The systemic perspective implies that we do not primarily refer to human needs and societal challenges in understanding co-creative technology. In the definition, humans are only indirectly present as designers of technology, and here is where their perceived needs and challenges come into play. But the systemic view also implies that we humans must recognize that these needs and challenges are themselves systemic phenomena beyond our control, and, more specifically, that we might succumb to systemic dynamics that eventually erode co-creative relations between technosphere and biosphere. This comes to the fore if we consider co-creation in the direction of technosphere: How does human-designed technology mobilize the biosphere in shaping the technosphere? In a previous post, I introduced one example: Moving from mere ‘greening’ of cities to genuinely ‘rewildering’ urban ecosystems.
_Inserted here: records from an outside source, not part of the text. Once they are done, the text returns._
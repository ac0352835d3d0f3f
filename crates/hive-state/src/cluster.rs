//! ClusterState — the node's view of the whole cluster.
//!
//! Holds the local [`StateTree`], the installed copies of every peer's
//! dataset, the [`GenerationTracker`] and the per-link liveness registry.
//! Peer datasets are only mutated by the heartbeat merger; everything else
//! reads them through the typed accessors.

use std::collections::{BTreeMap, BTreeSet};

use parking_lot::{Mutex, MutexGuard, RwLock};
use serde_json::Value;
use tracing::{debug, warn};

use crate::error::{StateError, StateResult};
use crate::generation::GenerationTracker;
use crate::tree::StateTree;
use crate::types::{NodeName, NodeState};

/// Shared cluster view. Wrap in an `Arc` to share across tasks.
pub struct ClusterState {
    local: NodeName,
    nodes: RwLock<Vec<NodeName>>,
    tree: StateTree,
    peers: RwLock<BTreeMap<NodeName, Value>>,
    gens: Mutex<GenerationTracker>,
    /// peer → links on which the peer is currently beating.
    beating: RwLock<BTreeMap<NodeName, BTreeSet<String>>>,
}

impl ClusterState {
    /// Create the view for `local`, member of the cluster `nodes`.
    pub fn new(local: &str, nodes: &[NodeName]) -> Self {
        let mut nodes: Vec<NodeName> = nodes.to_vec();
        if !nodes.iter().any(|n| n == local) {
            nodes.push(local.to_string());
        }
        Self {
            local: local.to_string(),
            nodes: RwLock::new(nodes),
            tree: StateTree::new(),
            peers: RwLock::new(BTreeMap::new()),
            gens: Mutex::new(GenerationTracker::new()),
            beating: RwLock::new(BTreeMap::new()),
        }
    }

    pub fn local_name(&self) -> &str {
        &self.local
    }

    /// Configured cluster nodes, local node included, in configuration order.
    pub fn nodes(&self) -> Vec<NodeName> {
        self.nodes.read().clone()
    }

    /// Configured cluster nodes other than the local one.
    pub fn peer_names(&self) -> Vec<NodeName> {
        self.nodes
            .read()
            .iter()
            .filter(|n| **n != self.local)
            .cloned()
            .collect()
    }

    pub fn is_member(&self, node: &str) -> bool {
        self.nodes.read().iter().any(|n| n == node)
    }

    /// Replace the configured node list. Data of removed peers is dropped.
    pub fn set_nodes(&self, nodes: &[NodeName]) {
        let mut list: Vec<NodeName> = nodes.to_vec();
        if !list.iter().any(|n| *n == self.local) {
            list.push(self.local.clone());
        }
        let removed: Vec<NodeName> = self
            .nodes
            .read()
            .iter()
            .filter(|n| !list.contains(n))
            .cloned()
            .collect();
        *self.nodes.write() = list;
        for peer in removed {
            self.forget_peer(&peer);
        }
    }

    // ── Local dataset ──────────────────────────────────────────────

    pub fn local_tree(&self) -> &StateTree {
        &self.tree
    }

    /// Move pending local changes into a new generation. Returns the new
    /// generation when something changed.
    pub fn commit_local(&self) -> Option<u64> {
        let diff = self.tree.pop_diff()?;
        let generation = diff.generation;
        self.gens.lock().record_local(diff);
        debug!(generation, "local dataset committed");
        Some(generation)
    }

    pub fn generations(&self) -> MutexGuard<'_, GenerationTracker> {
        self.gens.lock()
    }

    // ── Peer datasets ──────────────────────────────────────────────

    pub fn peer_data(&self, peer: &str) -> Option<Value> {
        self.peers.read().get(peer).cloned()
    }

    pub fn has_peer_data(&self, peer: &str) -> bool {
        self.peers.read().contains_key(peer)
    }

    /// Replace a peer's whole dataset.
    pub fn install_peer(&self, peer: &str, data: Value) {
        self.peers.write().insert(peer.to_string(), data);
    }

    /// Mutate a peer's dataset in place, creating an empty one if absent.
    pub fn update_peer<R>(&self, peer: &str, f: impl FnOnce(&mut Value) -> R) -> R {
        let mut peers = self.peers.write();
        let data = peers
            .entry(peer.to_string())
            .or_insert_with(|| Value::Object(Default::default()));
        f(data)
    }

    /// Drop a peer's dataset and generation counters.
    pub fn forget_peer(&self, peer: &str) {
        self.peers.write().remove(peer);
        self.gens.lock().forget(peer);
        self.beating.write().remove(peer);
        debug!(%peer, "peer forgotten");
    }

    // ── Typed views ────────────────────────────────────────────────

    /// Typed state of any node, local included.
    pub fn node_state(&self, node: &str) -> Option<NodeState> {
        let value = if node == self.local {
            self.tree.snapshot()
        } else {
            self.peer_data(node)?
        };
        match serde_json::from_value(value) {
            Ok(state) => Some(state),
            Err(e) => {
                warn!(%node, error = %e, "undecodable node dataset");
                None
            }
        }
    }

    pub fn local_state(&self) -> StateResult<NodeState> {
        serde_json::from_value(self.tree.snapshot())
            .map_err(|e| StateError::Deserialize(e.to_string()))
    }

    /// Typed states of every node we hold data for.
    pub fn snapshot(&self) -> BTreeMap<NodeName, NodeState> {
        let mut out = BTreeMap::new();
        if let Some(local) = self.node_state(&self.local) {
            out.insert(self.local.clone(), local);
        }
        let peers: Vec<(NodeName, Value)> = self
            .peers
            .read()
            .iter()
            .map(|(k, v)| (k.clone(), v.clone()))
            .collect();
        for (node, value) in peers {
            match serde_json::from_value::<NodeState>(value) {
                Ok(state) => {
                    out.insert(node, state);
                }
                Err(e) => warn!(%node, error = %e, "undecodable node dataset"),
            }
        }
        out
    }

    // ── Liveness ───────────────────────────────────────────────────

    /// Record whether `peer` beats on `link`. Returns true when the peer's
    /// overall beating state changed.
    pub fn set_beating(&self, link: &str, peer: &str, beating: bool) -> bool {
        let mut map = self.beating.write();
        let was = map.get(peer).is_some_and(|links| !links.is_empty());
        let links = map.entry(peer.to_string()).or_default();
        if beating {
            links.insert(link.to_string());
        } else {
            links.remove(link);
        }
        let now = !links.is_empty();
        was != now
    }

    /// Drop every liveness record of a link (link stopped).
    pub fn forget_link(&self, link: &str) {
        for links in self.beating.write().values_mut() {
            links.remove(link);
        }
    }

    pub fn is_beating(&self, peer: &str) -> bool {
        self.beating
            .read()
            .get(peer)
            .is_some_and(|links| !links.is_empty())
    }

    /// Peers beating on at least one link.
    pub fn beating_peers(&self) -> BTreeSet<NodeName> {
        self.beating
            .read()
            .iter()
            .filter(|(_, links)| !links.is_empty())
            .map(|(peer, _)| peer.clone())
            .collect()
    }

    /// Beating peers we have never installed a full dataset from.
    pub fn peers_missing_dataset(&self) -> Vec<NodeName> {
        let gens = self.gens.lock();
        self.beating_peers()
            .into_iter()
            .filter(|peer| gens.installed(peer) == 0)
            .collect()
    }
}

#[cfg(test)]
mod tests {
    use super::*;
    use crate::types::NodeMonitorStatus;
    use serde_json::json;

    fn cluster() -> ClusterState {
        ClusterState::new("n1", &["n1".into(), "n2".into(), "n3".into()])
    }

    #[test]
    fn peer_names_exclude_local() {
        let c = cluster();
        assert_eq!(c.peer_names(), vec!["n2".to_string(), "n3".to_string()]);
        assert!(c.is_member("n3"));
        assert!(!c.is_member("n9"));
    }

    #[test]
    fn commit_local_feeds_tracker() {
        let c = cluster();
        assert!(c.commit_local().is_none());
        c.local_tree()
            .set(&["monitor", "status"], json!("idle"))
            .unwrap();
        assert_eq!(c.commit_local(), Some(1));
        assert_eq!(c.generations().local_gen(), 1);
        assert_eq!(c.generations().deltas_since(0).len(), 1);
    }

    #[test]
    fn typed_snapshot_includes_local_and_peers() {
        let c = cluster();
        c.local_tree()
            .set(&["monitor", "status"], json!("idle"))
            .unwrap();
        c.install_peer("n2", json!({"monitor": {"status": "rejoin"}}));

        let snap = c.snapshot();
        assert_eq!(snap.len(), 2);
        assert_eq!(snap["n1"].monitor.status, NodeMonitorStatus::Idle);
        assert_eq!(snap["n2"].monitor.status, NodeMonitorStatus::Rejoin);
    }

    #[test]
    fn beating_is_union_of_links() {
        let c = cluster();
        assert!(c.set_beating("hb#1", "n2", true));
        assert!(!c.set_beating("hb#2", "n2", true));
        assert!(!c.set_beating("hb#1", "n2", false));
        assert!(c.is_beating("n2"));
        assert!(c.set_beating("hb#2", "n2", false));
        assert!(!c.is_beating("n2"));
    }

    #[test]
    fn missing_dataset_tracks_installed_generation() {
        let c = cluster();
        c.set_beating("hb#1", "n2", true);
        c.set_beating("hb#1", "n3", true);
        c.generations().set_installed("n2", 4);
        assert_eq!(c.peers_missing_dataset(), vec!["n3".to_string()]);
    }

    #[test]
    fn set_nodes_forgets_removed_peers() {
        let c = cluster();
        c.install_peer("n3", json!({}));
        c.set_nodes(&["n1".into(), "n2".into()]);
        assert!(!c.has_peer_data("n3"));
        assert_eq!(c.peer_names(), vec!["n2".to_string()]);
    }
}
More practically, making ecosystem design a primary criterion in urban design, and treating human needs only as a constraint for the range of possible co-creative designs.

A flaw of many NBS is that they do not explicitly refer to systemic interdependencies, which often also undermines their sustainability: For example, NBS may rely on public funding, and simply collapse once this is running out. This also contributes to the widespread scaling problems: Single projects may succeed, but scaling up doesn’t work, because systemic forces work against this. So, what is the key to foster, scale-up and sustain co-creative technologies? We must recognize the performative dimensions of technologies, in the sense that technology is not just a ‘solution’, but also changes the values, habits and ways of thinking, individually and collectively, and that at the same time the latter also shape the way how humans employ the technology.
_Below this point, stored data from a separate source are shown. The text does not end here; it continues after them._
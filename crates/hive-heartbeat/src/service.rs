//! Heartbeat service — owns the links and the state merger.
//!
//! Each started link runs a tx task and an rx task built for its transport;
//! the rx tasks of every link feed one bounded queue drained by a single
//! [`StateMerger`]. A link that fails to configure or bind is reported to
//! the caller and leaves the other links running.

use std::collections::HashMap;
use std::sync::Arc;
use std::time::Duration;

use parking_lot::Mutex;
use tokio::sync::{Notify, RwLock, broadcast, mpsc, watch};
use tokio::task::JoinHandle;
use tracing::{debug, info, warn};

use hive_state::ClusterState;

use crate::cipher::Cipher;
use crate::config::{LinkConfig, TransportConfig};
use crate::disk::{DiskRx, DiskTx};
use crate::error::HeartbeatResult;
use crate::events::{ClusterEvent, EVENT_CAPACITY};
use crate::link::{Receive, RxContext, Transmit, TxContext, run_rx, run_tx};
use crate::merger::StateMerger;
use crate::message::Inbound;
use crate::multicast::{MulticastRx, MulticastTx};
use crate::publisher::{ClusterIdentity, Publisher};
use crate::relay::{RelayRx, RelayTx};
use crate::unicast::{UnicastRx, UnicastTx};

/// Capacity of the queue between the rx tasks and the merger.
pub const INBOUND_CAPACITY: usize = 1024;

/// How long shutdown waits for a task before aborting it.
const STOP_GRACE: Duration = Duration::from_secs(5);

struct LinkSlot {
    config_tx: watch::Sender<LinkConfig>,
    shutdown_tx: watch::Sender<bool>,
    tx: JoinHandle<()>,
    rx: JoinHandle<()>,
}

struct MergerSlot {
    shutdown_tx: watch::Sender<bool>,
    handle: JoinHandle<()>,
}

pub struct HeartbeatService {
    cluster: Arc<ClusterState>,
    publisher: Arc<Publisher>,
    cipher: Arc<dyn Cipher>,
    inbound_tx: mpsc::Sender<Inbound>,
    inbound_rx: Mutex<Option<mpsc::Receiver<Inbound>>>,
    events: broadcast::Sender<ClusterEvent>,
    /// Notified by the merger when peer data changed.
    monitor_wake: Arc<Notify>,
    /// Notified after a local commit so tx tasks send early.
    tx_wake: Arc<Notify>,
    links: RwLock<HashMap<String, LinkSlot>>,
    merger: Mutex<Option<MergerSlot>>,
}

impl HeartbeatService {
    pub fn new(cluster: Arc<ClusterState>, identity: ClusterIdentity, cipher: Arc<dyn Cipher>) -> Self {
        let (inbound_tx, inbound_rx) = mpsc::channel(INBOUND_CAPACITY);
        let (events, _) = broadcast::channel(EVENT_CAPACITY);
        let publisher = Arc::new(Publisher::new(cluster.clone(), identity, cipher.clone()));
        Self {
            cluster,
            publisher,
            cipher,
            inbound_tx,
            inbound_rx: Mutex::new(Some(inbound_rx)),
            events,
            monitor_wake: Arc::new(Notify::new()),
            tx_wake: Arc::new(Notify::new()),
            links: RwLock::new(HashMap::new()),
            merger: Mutex::new(None),
        }
    }

    pub fn cluster(&self) -> &Arc<ClusterState> {
        &self.cluster
    }

    pub fn publisher(&self) -> &Arc<Publisher> {
        &self.publisher
    }

    /// Subscribe to liveness and topology events.
    pub fn events(&self) -> broadcast::Receiver<ClusterEvent> {
        self.events.subscribe()
    }

    /// Signal raised whenever a merge changed peer data.
    pub fn monitor_wake(&self) -> Arc<Notify> {
        self.monitor_wake.clone()
    }

    /// Ask every tx task to send now rather than at its next interval.
    pub fn wake_tx(&self) {
        self.tx_wake.notify_waiters();
    }

    /// Start the merger. Calling it again is a no-op.
    pub fn spawn_merger(&self) {
        let Some(inbound) = self.inbound_rx.lock().take() else {
            debug!("state merger already running");
            return;
        };
        let (shutdown_tx, shutdown_rx) = watch::channel(false);
        let merger = StateMerger::new(
            self.cluster.clone(),
            self.publisher.identity().compat,
            self.events.clone(),
            self.monitor_wake.clone(),
        );
        let handle = tokio::spawn(merger.run(inbound, shutdown_rx));
        *self.merger.lock() = Some(MergerSlot { shutdown_tx, handle });
    }

    /// Start a link, or hand a new configuration to the running link of the
    /// same name. A transport change restarts the link.
    pub async fn start_link(&self, config: LinkConfig) -> HeartbeatResult<()> {
        config.validate()?;
        {
            let links = self.links.read().await;
            if let Some(slot) = links.get(&config.name) {
                let same_kind = slot.config_tx.borrow().transport.kind() == config.transport.kind();
                if same_kind {
                    if *slot.config_tx.borrow() != config {
                        let _ = slot.config_tx.send(config);
                    }
                    return Ok(());
                }
            }
        }
        self.stop_link(&config.name).await;

        let local = self.cluster.local_name().to_string();
        let identity = self.publisher.identity().clone();
        let transport = config.transport.clone();
        match transport {
            TransportConfig::Multicast(_) => {
                let tx = MulticastTx::bind(&config).await?;
                let rx = MulticastRx::bind(&config).await?;
                self.spawn_link(config, tx, rx).await;
            }
            TransportConfig::Unicast(_) => {
                let tx = UnicastTx::new(&config)?;
                let rx = UnicastRx::bind(&config, self.cluster.peer_names().len()).await?;
                self.spawn_link(config, tx, rx).await;
            }
            TransportConfig::Disk(_) => {
                let tx = DiskTx::new(&config, local)?;
                let rx = DiskRx::new(&config, self.cluster.clone())?;
                self.spawn_link(config, tx, rx).await;
            }
            TransportConfig::Relay(_) => {
                let cluster_id = identity.id.clone();
                let tx = RelayTx::new(&config, identity, local)?;
                let rx = RelayRx::new(&config, cluster_id, self.cluster.clone())?;
                self.spawn_link(config, tx, rx).await;
            }
        }
        Ok(())
    }

    async fn spawn_link<T, R>(&self, config: LinkConfig, tx: T, rx: R)
    where
        T: Transmit + 'static,
        R: Receive + 'static,
    {
        let name = config.name.clone();
        let kind = config.transport.kind();
        let (config_tx, config_rx) = watch::channel(config);
        let (shutdown_tx, shutdown_rx) = watch::channel(false);

        let tx = tokio::spawn(run_tx(
            tx,
            TxContext {
                publisher: self.publisher.clone(),
                config: config_rx.clone(),
                wake: self.tx_wake.clone(),
                shutdown: shutdown_rx.clone(),
            },
        ));
        let rx = tokio::spawn(run_rx(
            rx,
            RxContext {
                cluster: self.cluster.clone(),
                cipher: self.cipher.clone(),
                config: config_rx,
                inbound: self.inbound_tx.clone(),
                events: self.events.clone(),
                shutdown: shutdown_rx,
            },
        ));

        self.links.write().await.insert(
            name.clone(),
            LinkSlot {
                config_tx,
                shutdown_tx,
                tx,
                rx,
            },
        );
        info!(link = %name, %kind, "heartbeat link started");
    }

    /// Stop one link. Returns whether it was running.
    pub async fn stop_link(&self, name: &str) -> bool {
        let slot = self.links.write().await.remove(name);
        match slot {
            Some(slot) => {
                stop_slot(name, slot).await;
                info!(link = %name, "heartbeat link stopped");
                true
            }
            None => false,
        }
    }

    /// Names of the running links, sorted.
    pub async fn links(&self) -> Vec<String> {
        let mut names: Vec<String> = self.links.read().await.keys().cloned().collect();
        names.sort();
        names
    }

    /// Stop every link, then the merger.
    pub async fn shutdown(&self) {
        let slots: Vec<(String, LinkSlot)> = self.links.write().await.drain().collect();
        for (name, slot) in slots {
            stop_slot(&name, slot).await;
        }
        let merger = self.merger.lock().take();
        if let Some(merger) = merger {
            let _ = merger.shutdown_tx.send(true);
            join_or_abort("merger", merger.handle).await;
        }
        info!("heartbeat service stopped");
    }
}

async fn stop_slot(name: &str, slot: LinkSlot) {
    let _ = slot.shutdown_tx.send(true);
    join_or_abort(name, slot.tx).await;
    join_or_abort(name, slot.rx).await;
}

async fn join_or_abort(what: &str, handle: JoinHandle<()>) {
    let abort = handle.abort_handle();
    match tokio::time::timeout(STOP_GRACE, handle).await {
        Ok(Ok(())) => {}
        Ok(Err(e)) => warn!(task = %what, error = %e, "heartbeat task ended abnormally"),
        Err(_) => {
            warn!(task = %what, "heartbeat task did not stop in time, aborting");
            abort.abort();
        }
    }
}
Hence, a key question in designing co-creative technologies is how and to which effect these affect the performative mechanisms in the societal context. This has been recognized as a problem in the debate over eco-system services for long: What is the effect if we quantify them in dollar terms? The original inventors thought that this will just help making the case for eco-friendly and sustainable policies. But once the figures are on the table, investors may flock in, literally capitalizing on the concept. Any kind of co-creative technology must also change the performative dynamics in the society in which it is embedded. By implication, value change matters crucially: After all, a ‘nature-based solution’ must change the way how people feel and think about ‘nature’.

To conclude, I suggest that a major focus in research on co-creative technology should be its performative dynamics that links human action with systemic contexts. This performative dynamics is the key for understanding the long-run impact on meeting critical challenges such as climate change.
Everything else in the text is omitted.